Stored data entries
--- START ---

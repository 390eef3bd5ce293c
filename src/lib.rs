use std::sync::Arc;
use std::time::Duration;

use axum::Extension;
use axum::Router;
use database::redis::RedisPool;
use queue::session::AuthQueue;
use sqlx::postgres::PgPool;
use tracing::{info, warn};

use crate::util::env::parse_var;

pub mod auth;
pub mod database;
pub mod models;
pub mod queue;
pub mod routes;
pub mod scheduler;
pub mod util;

#[derive(Clone)]
pub struct AppConfig {
    pub pool: PgPool,
    pub redis_pool: RedisPool,
    pub session_queue: Arc<AuthQueue>,
}

pub fn app_setup(pool: PgPool, redis_pool: RedisPool) -> AppConfig {
    info!(
        "Starting Helpy on {}",
        dotenvy::var("BIND_ADDR").unwrap()
    );

    let session_queue = Arc::new(AuthQueue::new());

    let pool_ref = pool.clone();
    let redis_ref = redis_pool.clone();
    let session_queue_ref = session_queue.clone();
    scheduler::schedule(Duration::from_secs(60 * 30), move || {
        let pool_ref = pool_ref.clone();
        let redis_ref = redis_ref.clone();
        let session_queue_ref = session_queue_ref.clone();

        async move {
            info!("Indexing sessions queue");
            let result = session_queue_ref.index(&pool_ref, &redis_ref).await;
            if let Err(e) = result {
                warn!("Indexing sessions queue failed: {:?}", e);
            }
            info!("Done indexing sessions queue");
        }
    });

    AppConfig {
        pool,
        redis_pool,
        session_queue,
    }
}

pub fn app_config(config: AppConfig) -> Router {
    Router::new()
        .merge(routes::config())
        .layer(Extension(config.pool))
        .layer(Extension(config.redis_pool))
        .layer(Extension(config.session_queue))
}

// This is so that env vars not used immediately don't panic at runtime
pub fn check_env_vars() -> bool {
    let mut failed = false;

    fn check_var<T: std::str::FromStr>(var: &str) -> bool {
        let check = parse_var::<T>(var).is_none();
        if check {
            warn!(
                "Variable `{}` missing in dotenv or not of type `{}`",
                var,
                std::any::type_name::<T>()
            );
        }
        check
    }

    failed |= check_var::<String>("BIND_ADDR");
    failed |= check_var::<String>("DATABASE_URL");
    failed |= check_var::<String>("REDIS_URL");
    failed |= check_var::<String>("SMTP_HOST");
    failed |= check_var::<u16>("SMTP_PORT");
    failed |= check_var::<String>("SMTP_USERNAME");
    failed |= check_var::<String>("SMTP_PASSWORD");
    failed |= check_var::<String>("EMAIL_FROM");

    failed
}
use super::ids::UserId;
use chrono::{DateTime, Utc};

#[derive(Clone, Debug, sqlx::FromRow)]
pub struct User {
    pub id: UserId,
    pub email: String,
    pub password_hash: String,
    /// Pending six-digit code, shared by email confirmation and password
    /// reset; a new request overwrites it, completion clears it.
    pub confirmation_code: Option<String>,
    pub confirmed: bool,
    pub created: DateTime<Utc>,
}

impl User {
    pub async fn insert(
        &self,
        transaction: &mut sqlx::Transaction<'_, sqlx::Postgres>,
    ) -> Result<(), sqlx::Error> {
        sqlx::query(
            "
            INSERT INTO users (
                id, email, password_hash, confirmation_code,
                confirmed, created
            )
            VALUES (
                $1, $2, $3, $4,
                $5, $6
            )
            ",
        )
        .bind(self.id)
        .bind(&self.email)
        .bind(&self.password_hash)
        .bind(self.confirmation_code.as_ref())
        .bind(self.confirmed)
        .bind(self.created)
        .execute(&mut **transaction)
        .await?;

        Ok(())
    }

    pub async fn get<'a, E>(id: UserId, executor: E) -> Result<Option<Self>, sqlx::Error>
    where
        E: sqlx::Executor<'a, Database = sqlx::Postgres>,
    {
        sqlx::query_as::<_, User>(
            "
            SELECT u.id, u.email, u.password_hash, u.confirmation_code,
                u.confirmed, u.created
            FROM users u
            WHERE u.id = $1
            ",
        )
        .bind(id)
        .fetch_optional(executor)
        .await
    }

    pub async fn get_by_email<'a, E>(email: &str, executor: E) -> Result<Option<Self>, sqlx::Error>
    where
        E: sqlx::Executor<'a, Database = sqlx::Postgres>,
    {
        sqlx::query_as::<_, User>(
            "
            SELECT u.id, u.email, u.password_hash, u.confirmation_code,
                u.confirmed, u.created
            FROM users u
            WHERE u.email = $1
            ",
        )
        .bind(email)
        .fetch_optional(executor)
        .await
    }

    pub async fn set_confirmation_code(
        id: UserId,
        code: &str,
        transaction: &mut sqlx::Transaction<'_, sqlx::Postgres>,
    ) -> Result<(), sqlx::Error> {
        sqlx::query(
            "
            UPDATE users
            SET confirmation_code = $1
            WHERE id = $2
            ",
        )
        .bind(code)
        .bind(id)
        .execute(&mut **transaction)
        .await?;

        Ok(())
    }

    pub async fn confirm_email(
        id: UserId,
        transaction: &mut sqlx::Transaction<'_, sqlx::Postgres>,
    ) -> Result<(), sqlx::Error> {
        sqlx::query(
            "
            UPDATE users
            SET confirmed = TRUE, confirmation_code = NULL
            WHERE id = $1
            ",
        )
        .bind(id)
        .execute(&mut **transaction)
        .await?;

        Ok(())
    }

    pub async fn update_password(
        id: UserId,
        password_hash: &str,
        transaction: &mut sqlx::Transaction<'_, sqlx::Postgres>,
    ) -> Result<(), sqlx::Error> {
        sqlx::query(
            "
            UPDATE users
            SET password_hash = $1, confirmation_code = NULL
            WHERE id = $2
            ",
        )
        .bind(password_hash)
        .bind(id)
        .execute(&mut **transaction)
        .await?;

        Ok(())
    }
}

--- END ---

## Assigned task:
Every line of the records above needs to be given again exactly.

## Task answer:
repository 390eef3bd5ce293c
filename src/lib.rs
use std::sync::Arc;
use std::time::Duration;

use axum::Extension;
use axum::Router;
use database::redis::RedisPool;
use queue::session::AuthQueue;
use sqlx::postgres::PgPool;
use tracing::{info, warn};

use crate::util::env::parse_var;

pub mod auth;
pub mod database;
pub mod models;
pub mod queue;
pub mod routes;
pub mod scheduler;
pub mod util;

#[derive(Clone)]
pub struct AppConfig {
    pub pool: PgPool,
    pub redis_pool: RedisPool,
    pub session_queue: Arc<AuthQueue>,
}

pub fn app_setup(pool: PgPool, redis_pool: RedisPool) -> AppConfig {
    info!(
        "Starting Helpy on {}",
        dotenvy::var("BIND_ADDR").unwrap()
    );

    let session_queue = Arc::new(AuthQueue::new());

    let pool_ref = pool.clone();
    let redis_ref = redis_pool.clone();
    let session_queue_ref = session_queue.clone();
    scheduler::schedule(Duration::from_secs(60 * 30), move || {
        let pool_ref = pool_ref.clone();
        let redis_ref = redis_ref.clone();
        let session_queue_ref = session_queue_ref.clone();

        async move {
            info!("Indexing sessions queue");
            let result = session_queue_ref.index(&pool_ref, &redis_ref).await;
            if let Err(e) = result {
                warn!("Indexing sessions queue failed: {:?}", e);
            }
            info!("Done indexing sessions queue");
        }
    });

    AppConfig {
        pool,
        redis_pool,
        session_queue,
    }
}

pub fn app_config(config: AppConfig) -> Router {
    Router::new()
        .merge(routes::config())
        .layer(Extension(config.pool))
        .layer(Extension(config.redis_pool))
        .layer(Extension(config.session_queue))
}

// This is so that env vars not used immediately don't panic at runtime
pub fn check_env_vars() -> bool {
    let mut failed = false;

    fn check_var<T: std::str::FromStr>(var: &str) -> bool {
        let check = parse_var::<T>(var).is_none();
        if check {
            warn!(
                "Variable `{}` missing in dotenv or not of type `{}`",
                var,
                std::any::type_name::<T>()
            );
        }
        check
    }

    failed |= check_var::<String>("BIND_ADDR");
    failed |= check_var::<String>("DATABASE_URL");
    failed |= check_var::<String>("REDIS_URL");
    failed |= check_var::<String>("SMTP_HOST");
    failed |= check_var::<u16>("SMTP_PORT");
    failed |= check_var::<String>("SMTP_USERNAME");
    failed |= check_var::<String>("SMTP_PASSWORD");
    failed |= check_var::<String>("EMAIL_FROM");

    failed
}
use super::ids::UserId;
use chrono::{DateTime, Utc};

#[derive(Clone, Debug, sqlx::FromRow)]
pub struct User {
    pub id: UserId,
    pub email: String,
    pub password_hash: String,
    /// Pending six-digit code, shared by email confirmation and password
    /// reset; a new request overwrites it, completion clears it.
    pub confirmation_code: Option<String>,
    pub confirmed: bool,
    pub created: DateTime<Utc>,
}

impl User {
    pub async fn insert(
        &self,
        transaction: &mut sqlx::Transaction<'_, sqlx::Postgres>,
    ) -> Result<(), sqlx::Error> {
        sqlx::query(
            "
            INSERT INTO users (
                id, email, password_hash, confirmation_code,
                confirmed, created
            )
            VALUES (
                $1, $2, $3, $4,
                $5, $6
            )
            ",
        )
        .bind(self.id)
        .bind(&self.email)
        .bind(&self.password_hash)
        .bind(self.confirmation_code.as_ref())
        .bind(self.confirmed)
        .bind(self.created)
        .execute(&mut **transaction)
        .await?;

        Ok(())
    }

    pub async fn get<'a, E>(id: UserId, executor: E) -> Result<Option<Self>, sqlx::Error>
    where
        E: sqlx::Executor<'a, Database = sqlx::Postgres>,
    {
        sqlx::query_as::<_, User>(
            "
            SELECT u.id, u.email, u.password_hash, u.confirmation_code,
                u.confirmed, u.created
            FROM users u
            WHERE u.id = $1
            ",
        )
        .bind(id)
        .fetch_optional(executor)
        .await
    }

    pub async fn get_by_email<'a, E>(email: &str, executor: E) -> Result<Option<Self>, sqlx::Error>
    where
        E: sqlx::Executor<'a, Database = sqlx::Postgres>,
    {
        sqlx::query_as::<_, User>(
            "
            SELECT u.id, u.email, u.password_hash, u.confirmation_code,
                u.confirmed, u.created
            FROM users u
            WHERE u.email = $1
            ",
        )
        .bind(email)
        .fetch_optional(executor)
        .await
    }

    pub async fn set_confirmation_code(
        id: UserId,
        code: &str,
        transaction: &mut sqlx::Transaction<'_, sqlx::Postgres>,
    ) -> Result<(), sqlx::Error> {
        sqlx::query(
            "
            UPDATE users
            SET confirmation_code = $1
            WHERE id = $2
            ",
        )
        .bind(code)
        .bind(id)
        .execute(&mut **transaction)
        .await?;

        Ok(())
    }

    pub async fn confirm_email(
        id: UserId,
        transaction: &mut sqlx::Transaction<'_, sqlx::Postgres>,
    ) -> Result<(), sqlx::Error> {
        sqlx::query(
            "
            UPDATE users
            SET confirmed = TRUE, confirmation_code = NULL
            WHERE id = $1
            ",
        )
        .bind(id)
        .execute(&mut **transaction)
        .await?;

        Ok(())
    }

    pub async fn update_password(
        id: UserId,
        password_hash: &str,
        transaction: &mut sqlx::Transaction<'_, sqlx::Postgres>,
    ) -> Result<(), sqlx::Error> {
        sqlx::query(
            "
            UPDATE users
            SET password_hash = $1, confirmation_code = NULL
            WHERE id = $2
            ",
        )
        .bind(password_hash)
        .bind(id)
        .execute(&mut **transaction)
        .await?;

        Ok(())
    }
}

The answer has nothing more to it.